Plan for security and encryption in an EPM/Office SharePoint Server 2007 extranet environment

  • 项目

更新时间: 2010年2月

 

上一次修改主题: 2010-02-23

This article describes how to plan for security and encryption in an Enterprise Project Management (EPM)/ Microsoft Office SharePoint Server 2007 extranet environment. For an overview of this chapter about how to plan for EPM extranets, see Project Server 2007 Extranet 环境的规划.

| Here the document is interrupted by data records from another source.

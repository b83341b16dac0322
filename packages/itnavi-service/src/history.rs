use crate::{Error, ItnaviService, Result};
use itnavi_domain::resolution::ResolutionKind;
use itnavi_storage::{
	history::{self, ResolutionSlot},
	models::{SearchStep, StepFilters},
};

/// Search mode recorded on the session row.
#[derive(Clone, Copy, Debug, PartialEq, Eq)]
pub enum SearchMode {
	Case,
	Talent,
	Advice,
}
impl SearchMode {
	pub fn code(self) -> i32 {
		match self {
			Self::Case => 0,
			Self::Talent => 1,
			Self::Advice => 2,
		}
	}
}

fn slot_for(kind: ResolutionKind) -> ResolutionSlot {
	match kind {
		ResolutionKind::Case => ResolutionSlot::Case,
		ResolutionKind::Job => ResolutionSlot::Job,
		ResolutionKind::Talent => ResolutionSlot::Talent,
	}
}

impl ItnaviService {
	pub async fn create_session(&self, mode: SearchMode) -> Result<i32> {
		Ok(history::insert_search(&self.db, mode.code()).await?)
	}

	/// Appends a filter step to the session and returns its sub id (counts
	/// up from 1 per session).
	pub async fn append_step(&self, search_id: i32, filters: StepFilters) -> Result<i32> {
		Ok(history::insert_step(&self.db, search_id, &filters).await?)
	}

	pub async fn get_step(&self, search_id: i32, search_id_sub: i32) -> Result<SearchStep> {
		Ok(history::get_step(&self.db, search_id, search_id_sub).await?)
	}

	/// Attaches a resolved entity to the step; an occupied slot forks a new
	/// step. Returns the sub id the resolution landed on.
	pub async fn attach_resolution(
		&self,
		search_id: i32,
		search_id_sub: i32,
		kind: ResolutionKind,
		id: i32,
	) -> Result<i32> {
		if id <= 0 {
			return Err(Error::InvalidRequest {
				message: format!("{} id must be positive.", kind.as_str()),
			});
		}

		Ok(history::attach_resolution(&self.db, search_id, search_id_sub, slot_for(kind), id)
			.await?)
	}

	/// The entity name the step resolved to, preferring the case slot.
	/// Steps with neither a case nor a job cannot drive a talent search.
	pub(crate) async fn resolved_entity_name(&self, step: &SearchStep) -> Result<String> {
		if let Some(case_id) = step.case_id {
			let case = itnavi_storage::cases::get(&self.db, case_id).await?;

			return Ok(case.case_name);
		}

		if let Some(job_id) = step.job_id {
			let job = itnavi_storage::taxonomy::get_entry(
				&self.db,
				itnavi_storage::taxonomy::Taxonomy::Job,
				job_id,
			)
			.await?;

			return Ok(job.name);
		}

		Err(Error::NotFound {
			message: format!(
				"No case or job resolved for step ({}, {}).",
				step.search_id, step.search_id_sub
			),
		})
	}
}
//! LLM-backed moderation oracle for Nebula tool submissions.
//!
//! Wraps an OpenAI-compatible chat-completions endpoint as a
//! [`Moderator`](moderator_core::Moderator), constraining the model to a
//! strict JSON verdict schema.

mod api_types;
mod config;
mod moderator;

pub use config::{LlmModeratorConfig, LlmModeratorConfigBuilder};
pub use moderator::LlmModerator;
//! Application state shared across handlers.

use std::sync::Arc;
use std::time::Duration;

use database::Database;
use moderator_core::Moderator;

/// Shared application state.
#[derive(Clone)]
pub struct AppState {
    /// Database connection.
    pub db: Database,
    /// Moderation oracle for submission screening.
    pub moderator: Arc<dyn Moderator>,
    /// Server secret mixed into actor identity hashes.
    pub identity_secret: String,
    /// Budget for one asynchronous moderation review.
    pub review_timeout: Duration,
}

impl AppState {
    /// Create new application state.
    pub fn new(
        db: Database,
        moderator: Arc<dyn Moderator>,
        identity_secret: String,
        review_timeout: Duration,
    ) -> Self {
        Self {
            db,
            moderator,
            identity_secret,
            review_timeout,
        }
    }
}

Plan for security and encryption

Security guidance for an EPM Focused Microsoft Office SharePoint Server 2007 extranet farm environment focuses on recommending practical security configurations and settings for multiple teams or departments that use Microsoft Office SharePoint Server 2007 and Office Project Server 2007 features for collaboration. Security guidance for this environment focuses on:

  • Securing a server farm environment, including isolating content between groups

  • Securing server-to-server communication and client-server communication

  • Hardening servers for specific server roles

  • Securely configuring features

Guidance for the EPM Focused Microsoft Office SharePoint Server 2007 extranet farm environment assumes that all servers reside in a single internal network. For additional in-depth security guidance review 概述:规划服务器场安全性 (Office SharePoint Server).

Also, 规划 Office SharePoint Server 功能的安全配置 discusses additional best practices for Microsoft Office SharePoint Server 2007 feature areas (My Sites, Web Parts, Search etc.) configurations.

For the EPM Focused Microsoft Office SharePoint Server 2007 extranet farm, we recommend that you configure Internet Information Services (IIS) to use Secure Sockets Layer (SSL) for increased security or Kerberos authentication if a Kerberos infrastructure is in place. If you do not configure IIS to use SSL, potentially sensitive data is sent in plain text between the clients and servers on the network. We recommend that you configure servers to use the Internet Protocol security (IPsec) protocol for server-to-server communication.

For additional in-depth Office Project Server 2007 security guidance, review 为 Project Server 2007 规划加密方法.